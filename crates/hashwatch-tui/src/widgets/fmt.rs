//! Human-readable formatting helpers for proxy telemetry.

/// Format a hashrate in hashes/second (e.g., "853.41 KH/s", "1.53 MH/s").
///
/// Always two decimals. NaN renders as zero.
pub fn hashrate(hs: f64) -> String {
    let hs = if hs.is_nan() { 0.0 } else { hs };
    if hs >= 1_000_000.0 {
        format!("{:.2} MH/s", hs / 1_000_000.0)
    } else if hs >= 1_000.0 {
        format!("{:.2} KH/s", hs / 1_000.0)
    } else {
        format!("{hs:.2} H/s")
    }
}

/// Format seconds into a compact duration (e.g., "2d 4h 11m", "4h 11m 5s",
/// "11m 5s", "5s").
pub fn timespan(secs: u64) -> String {
    let days = secs / 86_400;
    let hours = (secs % 86_400) / 3_600;
    let minutes = (secs % 3_600) / 60;
    let seconds = secs % 60;

    if days > 0 {
        format!("{days}d {hours}h {minutes}m")
    } else if hours > 0 {
        format!("{hours}h {minutes}m {seconds}s")
    } else if minutes > 0 {
        format!("{minutes}m {seconds}s")
    } else {
        format!("{seconds}s")
    }
}

/// Format a last-seen timestamp (epoch ms) relative to `now_ms`.
/// A zero timestamp means the worker was never seen.
pub fn last_seen(ts_ms: i64, now_ms: i64) -> String {
    if ts_ms == 0 {
        return "N/A".into();
    }
    let elapsed_secs = (now_ms - ts_ms).max(0) / 1_000;
    #[allow(clippy::cast_sign_loss, clippy::as_conversions)]
    let elapsed = elapsed_secs as u64;
    format!("{} ago", timespan(elapsed))
}

/// Format a counter with thousands separators (e.g., "981,264,000").
pub fn count(n: u64) -> String {
    let digits = n.to_string();
    let mut out = String::with_capacity(digits.len() + digits.len() / 3);
    for (i, c) in digits.chars().enumerate() {
        if i > 0 && (digits.len() - i).is_multiple_of(3) {
            out.push(',');
        }
        out.push(c);
    }
    out
}

#[cfg(test)]
mod tests {
    use super::*;
    use pretty_assertions::assert_eq;

    #[test]
    fn hashrate_unit_boundaries() {
        assert_eq!(hashrate(0.0), "0.00 H/s");
        assert_eq!(hashrate(999.99), "999.99 H/s");
        assert_eq!(hashrate(1_000.0), "1.00 KH/s");
        assert_eq!(hashrate(853_410.0), "853.41 KH/s");
        assert_eq!(hashrate(1_530_000.0), "1.53 MH/s");
        assert_eq!(hashrate(f64::NAN), "0.00 H/s");
    }

    #[test]
    fn timespan_precedence() {
        assert_eq!(timespan(0), "0s");
        assert_eq!(timespan(5), "5s");
        assert_eq!(timespan(65), "1m 5s");
        assert_eq!(timespan(3_605), "1h 0m 5s");
        assert_eq!(timespan(90_061), "1d 1h 1m");
    }

    #[test]
    fn last_seen_relative() {
        assert_eq!(last_seen(0, 1_000_000), "N/A");
        assert_eq!(last_seen(1_000_000, 1_065_000), "1m 5s ago");
        // Clock skew: a future timestamp clamps to zero elapsed.
        assert_eq!(last_seen(2_000_000, 1_000_000), "0s ago");
    }

    #[test]
    fn count_thousands_separators() {
        assert_eq!(count(0), "0");
        assert_eq!(count(999), "999");
        assert_eq!(count(1_000), "1,000");
        assert_eq!(count(981_264_000), "981,264,000");
    }
}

= = = = = = =

__What is needed__
Please reproduce each record precisely as written.

__Output for this exercise__
filename crates/hashwatch-tui/src/widgets/fmt.rs
//! Human-readable formatting helpers for proxy telemetry.

/// Format a hashrate in hashes/second (e.g., "853.41 KH/s", "1.53 MH/s").
///
/// Always two decimals. NaN renders as zero.
pub fn hashrate(hs: f64) -> String {
    let hs = if hs.is_nan() { 0.0 } else { hs };
    if hs >= 1_000_000.0 {
        format!("{:.2} MH/s", hs / 1_000_000.0)
    } else if hs >= 1_000.0 {
        format!("{:.2} KH/s", hs / 1_000.0)
    } else {
        format!("{hs:.2} H/s")
    }
}

/// Format seconds into a compact duration (e.g., "2d 4h 11m", "4h 11m 5s",
/// "11m 5s", "5s").
pub fn timespan(secs: u64) -> String {
    let days = secs / 86_400;
    let hours = (secs % 86_400) / 3_600;
    let minutes = (secs % 3_600) / 60;
    let seconds = secs % 60;

    if days > 0 {
        format!("{days}d {hours}h {minutes}m")
    } else if hours > 0 {
        format!("{hours}h {minutes}m {seconds}s")
    } else if minutes > 0 {
        format!("{minutes}m {seconds}s")
    } else {
        format!("{seconds}s")
    }
}

/// Format a last-seen timestamp (epoch ms) relative to `now_ms`.
/// A zero timestamp means the worker was never seen.
pub fn last_seen(ts_ms: i64, now_ms: i64) -> String {
    if ts_ms == 0 {
        return "N/A".into();
    }
    let elapsed_secs = (now_ms - ts_ms).max(0) / 1_000;
    #[allow(clippy::cast_sign_loss, clippy::as_conversions)]
    let elapsed = elapsed_secs as u64;
    format!("{} ago", timespan(elapsed))
}

/// Format a counter with thousands separators (e.g., "981,264,000").
pub fn count(n: u64) -> String {
    let digits = n.to_string();
    let mut out = String::with_capacity(digits.len() + digits.len() / 3);
    for (i, c) in digits.chars().enumerate() {
        if i > 0 && (digits.len() - i).is_multiple_of(3) {
            out.push(',');
        }
        out.push(c);
    }
    out
}

#[cfg(test)]
mod tests {
    use super::*;
    use pretty_assertions::assert_eq;

    #[test]
    fn hashrate_unit_boundaries() {
        assert_eq!(hashrate(0.0), "0.00 H/s");
        assert_eq!(hashrate(999.99), "999.99 H/s");
        assert_eq!(hashrate(1_000.0), "1.00 KH/s");
        assert_eq!(hashrate(853_410.0), "853.41 KH/s");
        assert_eq!(hashrate(1_530_000.0), "1.53 MH/s");
        assert_eq!(hashrate(f64::NAN), "0.00 H/s");
    }

    #[test]
    fn timespan_precedence() {
        assert_eq!(timespan(0), "0s");
        assert_eq!(timespan(5), "5s");
        assert_eq!(timespan(65), "1m 5s");
        assert_eq!(timespan(3_605), "1h 0m 5s");
        assert_eq!(timespan(90_061), "1d 1h 1m");
    }

    #[test]
    fn last_seen_relative() {
        assert_eq!(last_seen(0, 1_000_000), "N/A");
        assert_eq!(last_seen(1_000_000, 1_065_000), "1m 5s ago");
        // Clock skew: a future timestamp clamps to zero elapsed.
        assert_eq!(last_seen(2_000_000, 1_000_000), "0s ago");
    }

    #[test]
    fn count_thousands_separators() {
        assert_eq!(count(0), "0");
        assert_eq!(count(999), "999");
        assert_eq!(count(1_000), "1,000");
        assert_eq!(count(981_264_000), "981,264,000");
    }
}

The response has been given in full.